## Instructions for the task
Below are the records; pull every line that includes "RulesHandle".

Dataset entries:
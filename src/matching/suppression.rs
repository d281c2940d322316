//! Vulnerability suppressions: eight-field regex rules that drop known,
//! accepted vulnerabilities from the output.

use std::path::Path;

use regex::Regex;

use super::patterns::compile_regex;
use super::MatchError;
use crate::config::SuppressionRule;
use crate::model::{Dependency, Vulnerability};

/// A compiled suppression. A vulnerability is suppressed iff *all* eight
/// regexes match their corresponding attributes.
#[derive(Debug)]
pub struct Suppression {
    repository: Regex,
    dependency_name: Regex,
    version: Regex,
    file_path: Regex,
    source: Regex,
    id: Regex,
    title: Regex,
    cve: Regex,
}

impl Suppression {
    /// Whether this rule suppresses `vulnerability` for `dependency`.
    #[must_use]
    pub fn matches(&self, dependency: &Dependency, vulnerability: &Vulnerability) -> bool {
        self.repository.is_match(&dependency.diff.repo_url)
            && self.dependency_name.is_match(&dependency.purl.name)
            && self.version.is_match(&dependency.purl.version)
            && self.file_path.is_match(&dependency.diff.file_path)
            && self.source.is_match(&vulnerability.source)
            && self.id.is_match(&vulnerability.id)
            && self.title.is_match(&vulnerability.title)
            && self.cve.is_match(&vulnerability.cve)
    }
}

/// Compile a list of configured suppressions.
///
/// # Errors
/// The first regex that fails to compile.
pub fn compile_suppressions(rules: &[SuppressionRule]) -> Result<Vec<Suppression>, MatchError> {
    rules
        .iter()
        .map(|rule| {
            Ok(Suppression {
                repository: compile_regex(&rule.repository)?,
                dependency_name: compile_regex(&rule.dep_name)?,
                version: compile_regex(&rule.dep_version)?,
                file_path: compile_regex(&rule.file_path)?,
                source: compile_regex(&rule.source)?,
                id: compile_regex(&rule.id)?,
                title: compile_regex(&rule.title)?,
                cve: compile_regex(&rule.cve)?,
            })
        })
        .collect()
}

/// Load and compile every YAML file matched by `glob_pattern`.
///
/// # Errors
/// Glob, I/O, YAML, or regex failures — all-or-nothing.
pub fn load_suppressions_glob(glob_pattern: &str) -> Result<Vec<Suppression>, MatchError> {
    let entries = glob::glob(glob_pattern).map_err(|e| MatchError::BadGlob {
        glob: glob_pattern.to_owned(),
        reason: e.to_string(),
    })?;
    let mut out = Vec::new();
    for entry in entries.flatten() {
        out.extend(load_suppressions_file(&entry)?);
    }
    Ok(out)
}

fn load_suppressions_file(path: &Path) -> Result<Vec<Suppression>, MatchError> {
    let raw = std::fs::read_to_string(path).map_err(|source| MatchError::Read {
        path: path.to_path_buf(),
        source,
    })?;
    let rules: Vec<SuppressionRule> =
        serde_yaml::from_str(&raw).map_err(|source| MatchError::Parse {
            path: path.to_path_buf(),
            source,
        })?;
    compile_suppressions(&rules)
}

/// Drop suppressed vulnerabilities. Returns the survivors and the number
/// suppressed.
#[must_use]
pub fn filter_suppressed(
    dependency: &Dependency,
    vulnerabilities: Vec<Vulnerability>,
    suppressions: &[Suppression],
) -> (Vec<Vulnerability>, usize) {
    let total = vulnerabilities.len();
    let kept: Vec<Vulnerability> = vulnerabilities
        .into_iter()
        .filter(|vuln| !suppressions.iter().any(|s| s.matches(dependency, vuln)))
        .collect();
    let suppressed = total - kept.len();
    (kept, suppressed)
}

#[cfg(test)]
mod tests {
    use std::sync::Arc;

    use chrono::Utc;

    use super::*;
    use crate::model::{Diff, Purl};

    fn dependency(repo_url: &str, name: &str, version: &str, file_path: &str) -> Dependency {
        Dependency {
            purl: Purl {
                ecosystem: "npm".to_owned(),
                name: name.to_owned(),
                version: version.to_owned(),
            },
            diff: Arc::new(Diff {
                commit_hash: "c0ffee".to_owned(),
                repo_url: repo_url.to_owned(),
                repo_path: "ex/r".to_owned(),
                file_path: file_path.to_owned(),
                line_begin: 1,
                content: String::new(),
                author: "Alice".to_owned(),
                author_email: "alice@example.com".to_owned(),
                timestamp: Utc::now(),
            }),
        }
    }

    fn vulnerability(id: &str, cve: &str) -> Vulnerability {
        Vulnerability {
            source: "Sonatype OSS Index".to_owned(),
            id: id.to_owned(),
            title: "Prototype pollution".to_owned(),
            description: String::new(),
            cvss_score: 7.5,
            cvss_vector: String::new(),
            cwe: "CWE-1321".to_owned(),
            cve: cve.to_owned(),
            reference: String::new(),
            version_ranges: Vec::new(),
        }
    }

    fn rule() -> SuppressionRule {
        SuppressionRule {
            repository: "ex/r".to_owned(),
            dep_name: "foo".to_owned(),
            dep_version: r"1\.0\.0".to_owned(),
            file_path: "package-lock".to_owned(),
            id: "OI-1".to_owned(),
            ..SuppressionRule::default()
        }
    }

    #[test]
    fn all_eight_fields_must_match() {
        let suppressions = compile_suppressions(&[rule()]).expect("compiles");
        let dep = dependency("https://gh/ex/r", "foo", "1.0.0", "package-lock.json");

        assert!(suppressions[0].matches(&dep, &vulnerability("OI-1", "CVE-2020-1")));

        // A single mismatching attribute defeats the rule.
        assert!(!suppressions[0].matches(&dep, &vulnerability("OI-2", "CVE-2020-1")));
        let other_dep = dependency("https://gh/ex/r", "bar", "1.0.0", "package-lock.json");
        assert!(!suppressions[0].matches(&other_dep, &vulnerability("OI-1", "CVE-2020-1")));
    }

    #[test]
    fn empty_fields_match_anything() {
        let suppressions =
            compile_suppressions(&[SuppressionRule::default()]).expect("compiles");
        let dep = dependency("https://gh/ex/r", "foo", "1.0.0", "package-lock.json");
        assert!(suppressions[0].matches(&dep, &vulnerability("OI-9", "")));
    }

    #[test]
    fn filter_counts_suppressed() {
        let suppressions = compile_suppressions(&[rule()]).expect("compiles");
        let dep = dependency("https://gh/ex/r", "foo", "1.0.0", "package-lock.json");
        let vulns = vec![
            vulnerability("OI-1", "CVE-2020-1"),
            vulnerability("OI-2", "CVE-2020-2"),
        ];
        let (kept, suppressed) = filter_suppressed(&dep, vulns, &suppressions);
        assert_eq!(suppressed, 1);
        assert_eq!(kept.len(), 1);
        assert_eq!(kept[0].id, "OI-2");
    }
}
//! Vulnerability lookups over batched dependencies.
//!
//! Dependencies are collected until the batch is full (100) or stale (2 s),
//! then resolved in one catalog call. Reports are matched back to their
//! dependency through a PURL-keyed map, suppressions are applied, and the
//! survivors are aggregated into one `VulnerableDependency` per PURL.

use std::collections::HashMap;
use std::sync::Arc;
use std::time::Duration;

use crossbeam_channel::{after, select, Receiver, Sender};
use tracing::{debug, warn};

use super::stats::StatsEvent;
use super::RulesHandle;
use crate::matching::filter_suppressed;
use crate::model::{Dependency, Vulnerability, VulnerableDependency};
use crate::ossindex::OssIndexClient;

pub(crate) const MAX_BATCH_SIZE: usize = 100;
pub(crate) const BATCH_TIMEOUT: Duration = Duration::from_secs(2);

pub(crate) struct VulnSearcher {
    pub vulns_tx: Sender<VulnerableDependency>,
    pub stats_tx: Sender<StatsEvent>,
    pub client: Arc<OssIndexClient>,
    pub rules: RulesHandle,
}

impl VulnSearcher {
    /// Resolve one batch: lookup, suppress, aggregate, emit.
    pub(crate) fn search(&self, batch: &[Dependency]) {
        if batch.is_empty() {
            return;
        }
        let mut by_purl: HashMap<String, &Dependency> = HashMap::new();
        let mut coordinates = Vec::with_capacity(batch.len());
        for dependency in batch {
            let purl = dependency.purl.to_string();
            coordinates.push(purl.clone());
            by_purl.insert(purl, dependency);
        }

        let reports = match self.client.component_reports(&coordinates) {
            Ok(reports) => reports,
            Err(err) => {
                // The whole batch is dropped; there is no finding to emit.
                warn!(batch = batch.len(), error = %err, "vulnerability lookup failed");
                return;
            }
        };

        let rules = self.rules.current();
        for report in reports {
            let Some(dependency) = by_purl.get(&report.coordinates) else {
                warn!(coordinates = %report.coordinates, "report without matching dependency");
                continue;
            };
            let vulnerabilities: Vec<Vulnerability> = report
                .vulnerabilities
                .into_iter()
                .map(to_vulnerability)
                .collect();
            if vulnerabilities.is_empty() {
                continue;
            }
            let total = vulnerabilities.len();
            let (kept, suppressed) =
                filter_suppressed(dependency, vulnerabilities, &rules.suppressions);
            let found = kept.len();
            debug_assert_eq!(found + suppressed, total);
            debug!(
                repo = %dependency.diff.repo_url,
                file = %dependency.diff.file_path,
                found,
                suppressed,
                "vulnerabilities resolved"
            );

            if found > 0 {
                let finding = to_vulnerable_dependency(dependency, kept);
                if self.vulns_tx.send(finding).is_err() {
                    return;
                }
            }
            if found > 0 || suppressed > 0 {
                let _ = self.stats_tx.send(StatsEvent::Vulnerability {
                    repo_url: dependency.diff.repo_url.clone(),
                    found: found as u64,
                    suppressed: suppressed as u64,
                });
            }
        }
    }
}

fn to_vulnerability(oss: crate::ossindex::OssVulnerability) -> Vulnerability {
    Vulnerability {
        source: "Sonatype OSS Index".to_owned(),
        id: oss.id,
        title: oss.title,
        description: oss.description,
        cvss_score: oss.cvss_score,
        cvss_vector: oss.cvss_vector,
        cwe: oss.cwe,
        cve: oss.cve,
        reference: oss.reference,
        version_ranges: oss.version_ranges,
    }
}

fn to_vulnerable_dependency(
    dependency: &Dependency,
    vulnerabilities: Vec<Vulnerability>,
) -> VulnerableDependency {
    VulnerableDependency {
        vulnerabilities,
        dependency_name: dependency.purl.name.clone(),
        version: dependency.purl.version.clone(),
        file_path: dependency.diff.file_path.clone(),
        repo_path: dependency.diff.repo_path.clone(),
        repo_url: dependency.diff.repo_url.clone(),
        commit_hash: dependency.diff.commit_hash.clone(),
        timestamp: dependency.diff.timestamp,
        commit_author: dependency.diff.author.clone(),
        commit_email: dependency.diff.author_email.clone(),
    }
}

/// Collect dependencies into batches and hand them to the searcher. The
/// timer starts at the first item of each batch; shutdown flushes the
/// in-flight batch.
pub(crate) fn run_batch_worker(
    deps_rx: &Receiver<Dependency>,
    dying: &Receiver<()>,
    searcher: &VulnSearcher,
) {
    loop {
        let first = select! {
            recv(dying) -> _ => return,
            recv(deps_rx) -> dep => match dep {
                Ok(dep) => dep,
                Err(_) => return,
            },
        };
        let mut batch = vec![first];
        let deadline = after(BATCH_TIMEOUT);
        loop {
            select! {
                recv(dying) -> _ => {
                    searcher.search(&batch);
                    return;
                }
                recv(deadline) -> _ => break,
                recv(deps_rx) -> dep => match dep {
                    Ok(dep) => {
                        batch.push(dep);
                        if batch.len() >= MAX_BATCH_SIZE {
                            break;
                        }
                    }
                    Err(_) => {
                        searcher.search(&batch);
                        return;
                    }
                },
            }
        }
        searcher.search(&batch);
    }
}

---

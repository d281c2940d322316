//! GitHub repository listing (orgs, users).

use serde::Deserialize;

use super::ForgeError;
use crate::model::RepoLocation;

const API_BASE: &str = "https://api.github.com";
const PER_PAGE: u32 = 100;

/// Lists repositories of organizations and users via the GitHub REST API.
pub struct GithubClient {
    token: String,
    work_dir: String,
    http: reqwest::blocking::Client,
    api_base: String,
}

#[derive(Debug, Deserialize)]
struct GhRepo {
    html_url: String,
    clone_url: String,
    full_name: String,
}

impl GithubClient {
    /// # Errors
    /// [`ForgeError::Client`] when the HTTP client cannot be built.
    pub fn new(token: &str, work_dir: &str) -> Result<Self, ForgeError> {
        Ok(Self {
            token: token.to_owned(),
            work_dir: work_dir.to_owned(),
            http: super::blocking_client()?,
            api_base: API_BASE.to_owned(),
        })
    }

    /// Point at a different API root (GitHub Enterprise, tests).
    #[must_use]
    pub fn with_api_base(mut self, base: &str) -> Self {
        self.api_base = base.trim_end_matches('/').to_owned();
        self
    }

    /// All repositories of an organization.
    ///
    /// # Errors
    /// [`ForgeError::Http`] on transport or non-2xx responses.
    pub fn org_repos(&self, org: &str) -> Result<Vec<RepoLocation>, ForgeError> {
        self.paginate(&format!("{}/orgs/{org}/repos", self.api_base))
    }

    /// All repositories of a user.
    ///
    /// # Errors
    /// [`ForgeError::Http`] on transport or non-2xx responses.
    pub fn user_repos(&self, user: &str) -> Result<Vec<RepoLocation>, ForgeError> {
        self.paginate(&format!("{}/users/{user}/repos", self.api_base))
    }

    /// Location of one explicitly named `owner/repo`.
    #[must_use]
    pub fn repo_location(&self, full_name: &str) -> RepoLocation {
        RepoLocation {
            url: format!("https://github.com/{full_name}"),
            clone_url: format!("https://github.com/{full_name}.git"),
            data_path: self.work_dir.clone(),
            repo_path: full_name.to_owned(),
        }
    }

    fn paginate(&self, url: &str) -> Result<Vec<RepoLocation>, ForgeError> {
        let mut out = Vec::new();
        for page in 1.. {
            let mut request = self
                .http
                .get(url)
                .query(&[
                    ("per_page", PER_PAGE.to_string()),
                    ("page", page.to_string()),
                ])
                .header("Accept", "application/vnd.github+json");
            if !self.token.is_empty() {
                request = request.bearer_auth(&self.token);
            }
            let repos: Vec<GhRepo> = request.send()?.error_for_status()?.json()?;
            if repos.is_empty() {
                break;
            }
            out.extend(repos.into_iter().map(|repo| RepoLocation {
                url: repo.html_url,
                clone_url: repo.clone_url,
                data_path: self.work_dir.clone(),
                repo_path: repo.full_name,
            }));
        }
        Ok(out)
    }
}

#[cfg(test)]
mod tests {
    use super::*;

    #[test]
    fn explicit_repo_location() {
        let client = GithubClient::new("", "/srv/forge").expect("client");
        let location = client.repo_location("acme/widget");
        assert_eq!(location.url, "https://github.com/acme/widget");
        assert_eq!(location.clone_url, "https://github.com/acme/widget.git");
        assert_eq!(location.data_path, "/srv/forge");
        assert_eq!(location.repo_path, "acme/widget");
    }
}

## Answer to the exercise
use super::RulesHandle;
    pub rules: RulesHandle,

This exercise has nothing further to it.